I was wondering if this case is accepted by the SoC, what should I do with my RRSP conversion ($2500) before December 31st.
I would like to avoid paying a bigger tax hit for just ONE year when I finally receive my settlement.

Anybody have some viable ideas what to do?


----------



## OnlyMyOpinion (Sep 1, 2013)

like_to_retire said:


> Every case is different of course. In my case, I spreadsheeted the scenario you point out, and when I included the loss of tax deferred compounding from retirement to age 71, the results ended in a wash. No amount of manipulating the data worked in my favour to any degree that would make me take the leap to start withdrawing from those tax deferred funds. I also had to include the taxes now created from those new funds withdrawn that were now in a taxable account. The introduction of the TFSA helped a bit with the situation, but never enough to make me pull the trigger. Every scenario I tried usually resulted in an advantage in my favour after age 90, so I decided I would wait until they force me to convert. Lots of things can happen by then, the least of which has already started by the lowering of the percentage of mandatory withdrawals.
> But again, every case is different, so if anyone thinks this tactic is a slam dunk should do some detailed examination.
> ltr


Very good points. That is where we have landed at this point as well, although we do plan a minimum RRSP>RRIF conversion at 65 to take advantage of the pension tax credit (we have no other pension income).

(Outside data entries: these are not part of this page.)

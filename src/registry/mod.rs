//! Driver Registry
//!
//! Maps driver names to constructors for the three driver families.
//! Constructors are collected into a [`RegistryBuilder`] during startup and
//! frozen into an immutable [`DriverRegistry`] before the first service is
//! built. Re-registering a name overwrites the earlier constructor, which is
//! how tests substitute doubles for real drivers.

use crate::domain::ports::{OsDriver, StorageDriver, StorageExecutor};
use crate::error::{Error, Result};
use std::collections::HashMap;
use std::sync::Arc;
use tracing::debug;

// =============================================================================
// Families & Constructors
// =============================================================================

/// Independent capability families a driver can register under
#[derive(Debug, Clone, Copy, PartialEq, Eq, Hash)]
pub enum DriverFamily {
    Storage,
    Os,
    Executor,
}

impl std::fmt::Display for DriverFamily {
    fn fmt(&self, f: &mut std::fmt::Formatter<'_>) -> std::fmt::Result {
        match self {
            DriverFamily::Storage => write!(f, "storage"),
            DriverFamily::Os => write!(f, "os"),
            DriverFamily::Executor => write!(f, "executor"),
        }
    }
}

pub type StorageDriverCtor = Arc<dyn Fn() -> Box<dyn StorageDriver> + Send + Sync>;
pub type OsDriverCtor = Arc<dyn Fn() -> Box<dyn OsDriver> + Send + Sync>;
pub type StorageExecutorCtor = Arc<dyn Fn() -> Box<dyn StorageExecutor> + Send + Sync>;

// =============================================================================
// Builder
// =============================================================================

/// Mutable collection phase of the registry
#[derive(Default)]
pub struct RegistryBuilder {
    storage: HashMap<String, StorageDriverCtor>,
    os: HashMap<String, OsDriverCtor>,
    executors: HashMap<String, StorageExecutorCtor>,
}

impl RegistryBuilder {
    pub fn new() -> Self {
        Self::default()
    }

    pub fn register_storage_driver<F>(&mut self, name: &str, ctor: F) -> &mut Self
    where
        F: Fn() -> Box<dyn StorageDriver> + Send + Sync + 'static,
    {
        if self.storage.insert(name.to_string(), Arc::new(ctor)).is_some() {
            debug!(family = "storage", name, "Replaced driver constructor");
        }
        self
    }

    pub fn register_os_driver<F>(&mut self, name: &str, ctor: F) -> &mut Self
    where
        F: Fn() -> Box<dyn OsDriver> + Send + Sync + 'static,
    {
        if self.os.insert(name.to_string(), Arc::new(ctor)).is_some() {
            debug!(family = "os", name, "Replaced driver constructor");
        }
        self
    }

    pub fn register_storage_executor<F>(&mut self, name: &str, ctor: F) -> &mut Self
    where
        F: Fn() -> Box<dyn StorageExecutor> + Send + Sync + 'static,
    {
        if self.executors.insert(name.to_string(), Arc::new(ctor)).is_some() {
            debug!(family = "executor", name, "Replaced driver constructor");
        }
        self
    }

    /// Freeze the collected constructors
    pub fn build(self) -> Arc<DriverRegistry> {
        debug!(
            storage = self.storage.len(),
            os = self.os.len(),
            executors = self.executors.len(),
            "Driver registry frozen"
        );
        Arc::new(DriverRegistry {
            storage: self.storage,
            os: self.os,
            executors: self.executors,
        })
    }
}

// =============================================================================
// Frozen Registry
// =============================================================================

/// Immutable name -> constructor lookup shared by every service
pub struct DriverRegistry {
    storage: HashMap<String, StorageDriverCtor>,
    os: HashMap<String, OsDriverCtor>,
    executors: HashMap<String, StorageExecutorCtor>,
}

impl std::fmt::Debug for DriverRegistry {
    fn fmt(&self, f: &mut std::fmt::Formatter<'_>) -> std::fmt::Result {
        f.debug_struct("DriverRegistry")
            .field("storage", &self.names(DriverFamily::Storage))
            .field("os", &self.names(DriverFamily::Os))
            .field("executors", &self.names(DriverFamily::Executor))
            .finish()
    }
}

impl DriverRegistry {
    /// Construct a fresh storage driver
    pub fn new_storage_driver(&self, name: &str) -> Result<Box<dyn StorageDriver>> {
        let ctor = self
            .storage
            .get(name)
            .ok_or_else(|| not_found(DriverFamily::Storage, name))?;
        Ok(ctor())
    }

    /// Construct a fresh OS driver
    pub fn new_os_driver(&self, name: &str) -> Result<Box<dyn OsDriver>> {
        let ctor = self
            .os
            .get(name)
            .ok_or_else(|| not_found(DriverFamily::Os, name))?;
        Ok(ctor())
    }

    /// Construct a fresh storage executor
    pub fn new_storage_executor(&self, name: &str) -> Result<Box<dyn StorageExecutor>> {
        let ctor = self
            .executors
            .get(name)
            .ok_or_else(|| not_found(DriverFamily::Executor, name))?;
        Ok(ctor())
    }

    pub fn contains(&self, family: DriverFamily, name: &str) -> bool {
        match family {
            DriverFamily::Storage => self.storage.contains_key(name),
            DriverFamily::Os => self.os.contains_key(name),
            DriverFamily::Executor => self.executors.contains_key(name),
        }
    }

    /// Sorted names registered under a family
    pub fn names(&self, family: DriverFamily) -> Vec<String> {
        let mut names: Vec<String> = match family {
            DriverFamily::Storage => self.storage.keys().cloned().collect(),
            DriverFamily::Os => self.os.keys().cloned().collect(),
            DriverFamily::Executor => self.executors.keys().cloned().collect(),
        };
        names.sort();
        names
    }
}

fn not_found(family: DriverFamily, name: &str) -> Error {
    Error::DriverNotFound {
        family: family.to_string(),
        name: name.to_string(),
    }
}

#[cfg(test)]
mod tests {
    use super::*;
    use crate::config::Config;
    use crate::domain::types::*;
    use assert_matches::assert_matches;
    use async_trait::async_trait;

    struct Named(&'static str);

    #[async_trait]
    impl StorageDriver for Named {
        fn name(&self) -> &str {
            self.0
        }
        async fn init(&mut self, _config: &Config) -> Result<()> {
            Ok(())
        }
        fn storage_type(&self) -> StorageType {
            StorageType::Unknown
        }
        async fn instance_inspect(&self) -> Result<Instance> {
            Ok(InstanceId::new("host", self.0).into())
        }
        async fn volumes(&self, _opts: &VolumesOpts) -> Result<Vec<Volume>> {
            Ok(Vec::new())
        }
        async fn volume_inspect(&self, id: &str, _opts: &VolumeInspectOpts) -> Result<Volume> {
            Err(Error::not_found("Volume", id))
        }
        async fn volume_create(&self, name: &str, _opts: &VolumeCreateOpts) -> Result<Volume> {
            Ok(Volume::new(name, name, StorageType::Unknown))
        }
        async fn volume_remove(&self, _id: &str) -> Result<()> {
            Ok(())
        }
        async fn volume_attach(&self, id: &str, _o: &VolumeAttachOpts) -> Result<(Volume, String)> {
            Ok((Volume::new(id, id, StorageType::Unknown), String::new()))
        }
        async fn volume_detach(&self, id: &str, _o: &VolumeDetachOpts) -> Result<Volume> {
            Ok(Volume::new(id, id, StorageType::Unknown))
        }
    }

    #[test]
    fn test_lookup_returns_named_driver() {
        let mut builder = RegistryBuilder::new();
        builder
            .register_storage_driver("alpha", || Box::new(Named("alpha")))
            .register_storage_driver("beta", || Box::new(Named("beta")));
        let registry = builder.build();

        for name in registry.names(DriverFamily::Storage) {
            let driver = registry.new_storage_driver(&name).unwrap();
            assert_eq!(driver.name(), name);
        }
        assert!(registry.contains(DriverFamily::Storage, "alpha"));
        assert!(!registry.contains(DriverFamily::Os, "alpha"));
    }

    #[test]
    fn test_reregistration_overwrites() {
        let mut builder = RegistryBuilder::new();
        builder.register_storage_driver("dup", || Box::new(Named("first")));
        builder.register_storage_driver("dup", || Box::new(Named("second")));
        let registry = builder.build();

        assert_eq!(registry.names(DriverFamily::Storage), vec!["dup".to_string()]);
        assert_eq!(registry.new_storage_driver("dup").unwrap().name(), "second");
    }

    #[test]
    fn test_missing_driver_names_family_and_name() {
        let registry = RegistryBuilder::new().build();
        let err = registry.new_storage_executor("nope").err().unwrap();
        assert_matches!(
            err,
            Error::DriverNotFound { ref family, ref name } if family == "executor" && name == "nope"
        );
        assert_eq!(err.to_string(), "Driver not found: executor/nope");
    }
}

It is also possible for OAS rules to be changed by future governments as payouts increase and federal debt grows. So planning your retirement income streams on the basis of maximizing OAS carries that risk.


----------



## carverman (Nov 8, 2010)

[B said:


> GreatLaker;1508586]Same here. In first year of retirement I plan to transfer some RRSP funds to a RRIF, then from retirement to age 71 I will withdraw a set amount ($ 5 figures) *from RRIF each year in order to minimize OAS clawback *when mandatory conversion of all RRSP to RRIF takes place.


What "clawback" are we talking about here? I'm not aware of any clawback of OAS just because you decided to take ($10k) out of your RRIF/
Certainly the $10k you take out of the RRIF will have some withholding tax (20%) but that is just viewed as taxable income, same as OAS which is taxable as well.


----------



## pwm (Jan 19, 2012)

heyjude said:


> Another reason to create a RRIF at age 65 is to take advantage of the $2000 pension tax credit.


Good point. I have a company pension, so I already qualify for that, but the RRIF payment is also considered by CRA to be "Pension Income". Also, bear in mind that the $2,000 is really $4,000 for a couple, because each person claims it.


----------



## like_to_retire (Oct 9, 2016)

carverman said:


> What "clawback" are we talking about here? I'm not aware of any clawback of OAS just because you decided to take ($10k) out of your RRIF/
> Certainly the $10k you take out of the RRIF will have some withholding tax (20%) but that is just viewed as taxable income, same as OAS which is taxable as well.


The RRIF withdrawal is viewed as taxable income, which will bring you closer or take you further over the OAS threshold where you'll pay 15% extra tax in clawback of the OAS benefit. They call it recovery tax now to soften the blow.

ltr


----------



## pwm (Jan 19, 2012)

carverman said:


> What "clawback" are we talking about here? I'm not aware of any clawback of OAS just because you decided to take ($10k) out of your RRIF/
> Certainly the $10k you take out of the RRIF will have some withholding tax (20%) but that is just viewed as taxable income, same as OAS which is taxable as well.


We're referring to the dreaded "Social Benefits Repayment" which is line 235 on your tax return. It's 15% tax on income over $73,756 this year.


----------



## gardner (Feb 13, 2014)

carverman said:


> Anybody have some viable ideas what to do?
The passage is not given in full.